Lorsqu’ils sont attaqués au travail, de nombreux journalistes restent silencieux


KAMPALA, OUGANDA — L’ancienne journaliste Irene Abalo Otto regarde les interviews qu’elle a réalisées lorsqu’elle travaillait comme journaliste à la télévision. Maintenant, elle passe la majeure partie de sa journée allongée sur son lit à reposer son pied à la suite d’une blessure qu’elle a subie au cours d’un après-midi de février qui a changé le cours de sa vie.
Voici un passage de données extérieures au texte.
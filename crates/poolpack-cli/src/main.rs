//! poolpack CLI entry point.
//!
//! Parses arguments, sets up logging and dispatches to the command
//! implementations.

use clap::Parser;
use miette::Result;
use poolpack_cli::{cli, commands, error, logger, ui};

#[tokio::main]
async fn main() -> Result<()> {
    let args = cli::Cli::parse();

    logger::init_logger(args.verbose, args.quiet, args.no_color);
    ui::init_colors(args.no_color);

    let result = match args.command {
        cli::Command::Build => commands::build_execute(&args.project).await,
        cli::Command::Watch => commands::watch_execute(&args.project).await,
        cli::Command::Task(task_args) => commands::task_execute(task_args, &args.project).await,
        cli::Command::Tasks => commands::tasks_execute(&args.project),
    };

    result.map_err(error::cli_error_to_miette)
}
La mère de trois enfants était au sommet de sa carrière de journaliste en travaillant pour Nation Media Group, la plus grande organisation médiatique indépendante d’Afrique de l’Est et du Centre, lorsqu’elle a été envoyée couvrir une conférence de presse. L’après-midi chaud de février 2021 s’est terminé par une attaque qui l’a gravement blessée à la jambe, une blessure qui lui fait encore mal et l’oblige à porter un support pour son pied et sa cheville. Elle a encore du mal à marcher et à conduire une voiture. Le traumatisme physique et mental des événements de ce jour-là a contraint Abalo à abandonner son travail et ses études.

La mère célibataire affirme qu’elle a été blessée par un officier de la police militaire, membre des Forces de défense du peuple ougandais, les forces armées ougandaises, employées par l’État, qui comptent 46 000 hommes. L’attaque d’Abalo n’était pas un incident isolé. De nombreux cas de violence contre les journalistes ne sont pas signalés en raison d’une perte de confiance dans le système judiciaire, explique Rose Mary Kemigisha, responsable principale des droits de l’homme à la Commission ougandaise des droits de l’homme, un organe gouvernemental doté de pouvoirs constitutionnels mis en place pour protéger les droits humains de tous les citoyens, comblant ainsi le fossé entre le gouvernement et le peuple ougandais. Aujourd’hui, un groupe de reporters a uni ses forces pour créer un front uni contre la violence infligée aux journalistes dans l’exercice de leurs fonctions. Ensemble, ils ont réussi leur quête de justice.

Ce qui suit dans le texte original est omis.